Tonghai County (通海县 (Tōnghǎi Xiàn)) is located in Yuxi Prefecture-level City, Yunnan Province, China.

==Geography==
Tonghai County borders Huaning County to the east, Shiping County and Jianshui County to the south, Eshan County and Hongta District to the west, and Jiangchuan District to the north.

Tonghai County occupies the fertile valley of Qilu Lake, surrounded on all sides by mountains. The county seat is located on the south side of the lake, separated from the lake by a mile-wide strip of farmland.

The county's southernmost part, including the Dagao Dai and Yi Ethnic Township and Lishan Yi Ethnic Township, is separated from the rest of the county by mountains; it is outside of the Qilu Lake basin, and is drained into the Qu River instead.

In 1970, a powerful earthquake struck the area.

==History==
The area around Qilu Lake has been inhabited since at least the Neolithic period. In the Tang dynasty it was the base of a general. For many centuries it was the political, economic and military center of southern Yunnan.
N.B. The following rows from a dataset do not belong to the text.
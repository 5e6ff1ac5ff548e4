//! System prompt assembly and history truncation.
//!
//! The system prompt is built from fixed sections in a fixed order:
//!
//! | Section | Source |
//! |---------|--------|
//! | base block | config override or [`DEFAULT_BASE_PROMPT`] |
//! | `## Current User` | caller identity and roles |
//! | `## Current Context` | page the request came from |
//! | `## Mode` | conversation mode guidance |
//! | `## Reference Material` | selected fragments |
//! | `## Available Tools` | operations offered to the model |
//!
//! Sections with nothing to say are left out entirely.

use super::selector::Selection;
use super::token::estimate_message_tokens;
use opsclaw_catalog::OperationSummary;
use opsclaw_core::message::{Message, Role};
use opsclaw_core::operation::Caller;
use opsclaw_core::reference::FragmentSnapshot;
use serde::{Deserialize, Serialize};
use std::collections::BTreeMap;
use std::fmt::Write;
use tracing::debug;

pub const DEFAULT_BASE_PROMPT: &str = "You are OpsClaw, an assistant for IT operations teams. \
You help inspect and manage infrastructure by calling the operations you are given. \
Base your answers on operation results rather than assumptions, and keep them accurate.";

/// Where in the surrounding application the request was made.
#[derive(Debug, Clone, Default, PartialEq, Eq, Serialize, Deserialize)]
pub struct PageContext {
    #[serde(default, skip_serializing_if = "Option::is_none")]
    pub page_name: Option<String>,

    #[serde(default, skip_serializing_if = "Option::is_none")]
    pub path: Option<String>,

    #[serde(default, skip_serializing_if = "Option::is_none")]
    pub record_id: Option<String>,

    #[serde(default, skip_serializing_if = "Option::is_none")]
    pub model_name: Option<String>,

    #[serde(default)]
    pub selected_items: usize,

    #[serde(default, skip_serializing_if = "BTreeMap::is_empty")]
    pub filters: BTreeMap<String, String>,
}

impl PageContext {
    fn is_empty(&self) -> bool {
        self.page_name.is_none()
            && self.path.is_none()
            && self.record_id.is_none()
            && self.model_name.is_none()
            && self.selected_items == 0
            && self.filters.is_empty()
    }
}

/// Guidance text for a conversation mode. Unknown modes get none.
pub fn mode_guidance(mode: &str) -> Option<&'static str> {
    Some(match mode {
        "technical" => {
            "Respond with detailed technical information. Include command examples and configuration details."
        }
        "casual" => "Respond in a friendly, conversational manner. Simplify technical details where appropriate.",
        "brief" => "Keep responses extremely short and to the point. No explanations unless explicitly requested.",
        "verbose" => {
            "Provide detailed explanations and background information. Include related information that might be helpful."
        }
        _ => return None,
    })
}

/// Inputs for one system prompt.
#[derive(Debug, Clone, Copy)]
pub struct AssemblyInput<'a> {
    pub caller: &'a Caller,
    pub page: Option<&'a PageContext>,
    pub mode: Option<&'a str>,
    pub selection: &'a Selection,
    pub tools: &'a [OperationSummary],
}

/// The assembled system prompt and what went into it.
#[derive(Debug, Clone, PartialEq)]
pub struct AssembledContext {
    pub text: String,
    pub bundle_key: Option<String>,
    pub fragments: Vec<FragmentSnapshot>,
}

/// Builds system prompts around a fixed base block.
#[derive(Debug, Clone)]
pub struct ContextAssembler {
    base_prompt: String,
}

impl Default for ContextAssembler {
    fn default() -> Self {
        Self::new(DEFAULT_BASE_PROMPT)
    }
}

impl ContextAssembler {
    pub fn new(base_prompt: impl Into<String>) -> Self {
        Self {
            base_prompt: base_prompt.into(),
        }
    }

    pub fn base_prompt(&self) -> &str {
        &self.base_prompt
    }

    pub fn assemble(&self, input: AssemblyInput<'_>) -> AssembledContext {
        let mut sections = vec![self.base_prompt.clone()];

        sections.push(user_section(input.caller));

        if let Some(page) = input.page.filter(|p| !p.is_empty()) {
            sections.push(page_section(page));
        }

        if let Some(guidance) = input.mode.and_then(mode_guidance) {
            sections.push(format!("\n## Mode\n\n{guidance}"));
        }

        if !input.selection.is_empty() {
            let mut out = String::from("\n## Reference Material\n");
            for fragment in &input.selection.fragments {
                let _ = write!(out, "\n### {}\n\n{}\n", fragment.title, fragment.body.trim_end());
            }
            sections.push(out.trim_end().to_string());
        }

        if !input.tools.is_empty() {
            let mut out = String::from("\n## Available Tools\n\nYou have access to the following tools:\n");
            for tool in input.tools {
                let _ = write!(out, "\n- `{}`: {}", tool.name, tool.description);
                if tool.requires_confirmation {
                    out.push_str(" (requires confirmation)");
                }
            }
            sections.push(out);
        }

        AssembledContext {
            text: sections.join("\n"),
            bundle_key: input.selection.bundle_key.clone(),
            fragments: input.selection.snapshots(),
        }
    }
}

fn user_section(caller: &Caller) -> String {
    let mut out = String::from("\n## Current User\n");
    if let Some(user_id) = &caller.user_id {
        let _ = write!(out, "\nUser ID: {user_id}");
    }
    if !caller.roles.is_empty() {
        let _ = write!(out, "\nRoles: {}", caller.roles.join(", "));
    }
    if caller.roles.iter().any(|r| r == "admin") {
        out.push_str("\nCapabilities: Full access to all models and operations");
    } else {
        out.push_str("\nCapabilities: Standard user access");
    }
    out
}

fn page_section(page: &PageContext) -> String {
    let mut out = String::from("\n## Current Context\n");
    if let Some(name) = &page.page_name {
        let _ = write!(out, "\nCurrent page: {name}");
    }
    if let Some(path) = &page.path {
        let _ = write!(out, "\nURL path: {path}");
    }
    if page.selected_items > 0 {
        let _ = write!(out, "\nSelected items: {} item(s)", page.selected_items);
    }
    if let Some(model) = &page.model_name {
        let _ = write!(out, "\nViewing model: {model}");
    }
    if let Some(record) = &page.record_id {
        let _ = write!(out, "\nRecord ID: {record}");
    }
    if !page.filters.is_empty() {
        let filters: Vec<String> = page.filters.iter().map(|(k, v)| format!("{k}={v}")).collect();
        let _ = write!(out, "\nActive filters: {}", filters.join(", "));
    }
    out
}

/// Result of fitting history into a token budget.
#[derive(Debug, Clone)]
pub struct TruncatedHistory {
    pub turns: Vec<Message>,
    pub dropped: usize,
    pub estimated_tokens: usize,
}

/// Fit replayed history into `budget` estimated tokens.
///
/// System turns and the last `preserve_last` turns are always kept, even
/// if they alone exceed the budget. Older turns are dropped oldest first
/// until the rest fits. The kept window never opens on an orphaned tool
/// result.
pub fn truncate_history(turns: &[Message], budget: usize, preserve_last: usize) -> TruncatedHistory {
    let (system, rest): (Vec<&Message>, Vec<&Message>) = turns.iter().partition(|t| t.role == Role::System);

    let split = rest.len().saturating_sub(preserve_last);
    let (older, preserved) = rest.split_at(split);

    let fixed: usize = system
        .iter()
        .chain(preserved.iter())
        .map(|t| estimate_message_tokens(t))
        .sum();
    let mut remaining = budget.saturating_sub(fixed);

    // Longest suffix of the older turns that fits what is left.
    let mut keep_from = older.len();
    for (index, turn) in older.iter().enumerate().rev() {
        let cost = estimate_message_tokens(turn);
        if cost > remaining {
            break;
        }
        remaining -= cost;
        keep_from = index;
    }

    let mut window: Vec<&Message> = older[keep_from..].iter().chain(preserved.iter()).copied().collect();
    let mut orphans = 0;
    while window.first().is_some_and(|t| t.role == Role::Tool) {
        window.remove(0);
        orphans += 1;
    }
    if orphans > 0 {
        debug!(orphans, "Dropped tool results whose call fell outside the history window");
    }

    let kept: Vec<Message> = system.into_iter().chain(window).cloned().collect();
    let estimated_tokens = kept.iter().map(estimate_message_tokens).sum();
    TruncatedHistory {
        dropped: turns.len() - kept.len(),
        turns: kept,
        estimated_tokens,
    }
}

#[cfg(test)]
mod tests {
    use super::*;
    use opsclaw_core::OperationKind;
    use opsclaw_core::reference::Fragment;

    fn summary(name: &str, confirm: bool) -> OperationSummary {
        OperationSummary {
            name: name.into(),
            display_name: name.into(),
            description: format!("Does {name}"),
            kind: OperationKind::Query,
            requires_confirmation: confirm,
            destructive: false,
            allowed_roles: vec![],
            tags: vec![],
            parameters: serde_json::json!({"type": "object"}),
        }
    }

    #[test]
    fn sections_appear_in_order() {
        let caller = Caller::user("u1").with_roles(["admin", "ops"]);
        let page = PageContext {
            page_name: Some("Virtual machines".into()),
            path: Some("/azure/vms".into()),
            record_id: Some("vm-7".into()),
            ..Default::default()
        };
        let selection = Selection {
            bundle_key: Some("main".into()),
            fragments: vec![Fragment::new("f", "Azure Notes", "Prefer resource groups.")],
        };
        let tools = vec![summary("ping", false), summary("delete_widget", true)];

        let ctx = ContextAssembler::new("BASE").assemble(AssemblyInput {
            caller: &caller,
            page: Some(&page),
            mode: Some("brief"),
            selection: &selection,
            tools: &tools,
        });

        let positions: Vec<usize> = [
            "BASE",
            "## Current User",
            "## Current Context",
            "## Mode",
            "## Reference Material",
            "## Available Tools",
        ]
        .iter()
        .map(|needle| ctx.text.find(needle).unwrap())
        .collect();
        assert!(positions.windows(2).all(|w| w[0] < w[1]));

        assert!(ctx.text.contains("User ID: u1"));
        assert!(ctx.text.contains("Roles: admin, ops"));
        assert!(ctx.text.contains("Capabilities: Full access to all models and operations"));
        assert!(ctx.text.contains("URL path: /azure/vms"));
        assert!(ctx.text.contains("Record ID: vm-7"));
        assert!(ctx.text.contains("### Azure Notes\n\nPrefer resource groups."));
        assert!(ctx.text.contains("- `ping`: Does ping\n"));
        assert!(ctx.text.contains("- `delete_widget`: Does delete_widget (requires confirmation)"));
        assert_eq!(ctx.bundle_key.as_deref(), Some("main"));
        assert_eq!(ctx.fragments.len(), 1);
    }

    #[test]
    fn empty_sections_are_omitted() {
        let caller = Caller::anonymous();
        let ctx = ContextAssembler::default().assemble(AssemblyInput {
            caller: &caller,
            page: Some(&PageContext::default()),
            mode: Some("unknown"),
            selection: &Selection::default(),
            tools: &[],
        });
        assert!(ctx.text.starts_with(DEFAULT_BASE_PROMPT));
        assert!(ctx.text.contains("Capabilities: Standard user access"));
        assert!(!ctx.text.contains("## Current Context"));
        assert!(!ctx.text.contains("## Mode"));
        assert!(!ctx.text.contains("## Reference Material"));
        assert!(!ctx.text.contains("## Available Tools"));
    }

    #[test]
    fn mode_guidance_known_modes() {
        for mode in ["technical", "casual", "brief", "verbose"] {
            assert!(mode_guidance(mode).is_some());
        }
        assert!(mode_guidance("pirate").is_none());
    }

    fn turn(role: Role, chars: usize) -> Message {
        let mut m = Message::user("x".repeat(chars));
        m.role = role;
        m
    }

    #[test]
    fn history_within_budget_is_untouched() {
        let turns = vec![turn(Role::User, 40), turn(Role::Assistant, 40)];
        let out = truncate_history(&turns, 100, 4);
        assert_eq!(out.turns.len(), 2);
        assert_eq!(out.dropped, 0);
        assert_eq!(out.estimated_tokens, 20);
    }

    #[test]
    fn oldest_turns_are_dropped_first() {
        // Each turn costs 10 tokens.
        let turns: Vec<Message> = (0..10)
            .map(|i| turn(if i % 2 == 0 { Role::User } else { Role::Assistant }, 40))
            .collect();
        let out = truncate_history(&turns, 60, 4);
        assert_eq!(out.turns.len(), 6);
        assert_eq!(out.dropped, 4);
        assert_eq!(out.turns[0].id, turns[4].id);
        assert_eq!(out.turns[5].id, turns[9].id);
    }

    #[test]
    fn preserved_and_system_turns_survive_a_tiny_budget() {
        let mut turns = vec![turn(Role::System, 400)];
        turns.extend((0..6).map(|_| turn(Role::User, 400)));
        let out = truncate_history(&turns, 10, 2);
        assert_eq!(out.turns.len(), 3);
        assert_eq!(out.turns[0].role, Role::System);
        assert_eq!(out.turns[2].id, turns[6].id);
    }

    #[test]
    fn window_never_opens_on_a_tool_result() {
        let turns = vec![
            turn(Role::User, 40),
            turn(Role::Assistant, 40),
            turn(Role::Tool, 40),
            turn(Role::Assistant, 40),
        ];
        let out = truncate_history(&turns, 0, 2);
        assert_eq!(out.turns.len(), 1);
        assert_eq!(out.turns[0].role, Role::Assistant);
        assert_eq!(out.dropped, 3);
    }
}
// src/config/mod.rs

//! Configuration loading and validation for the `taskdag` binary.
//!
//! Responsibilities:
//! - Define the TOML-backed data model (`model.rs`).
//! - Load a plan file from disk (`loader.rs`).
//! - Validate references and priority settings (`validate.rs`).

pub mod loader;
pub mod model;
pub mod validate;

pub use loader::{DEFAULT_CONFIG_FILE, load_and_validate, load_from_path};
pub use model::{ConfigFile, ConfigSection, PrioritySetting, RawConfigFile, TaskConfig};
pub use validate::validate_config;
Soon after the formation of PRC, the area of today's Tonghai County was organized as two counties: Tonghai and Hexi (in the western part of today's Tonghai County). The two counties were merged into Qilu County (杞麓县) on November 22, 1956. On October 22, 1959, Qilu County was renamed Tonghai County.

The county includes a large Muslim (Hui) population. Centers of Hui culture include Dahui and Xiaohui villages in Hexi Township, as well as Nagu Town, with its Najiaying Mosque.

Xingmeng Mongol Ethnic Township, home to the Yunnan Mongols (Khatso), is the only Mongol ethnic township in Yunnan.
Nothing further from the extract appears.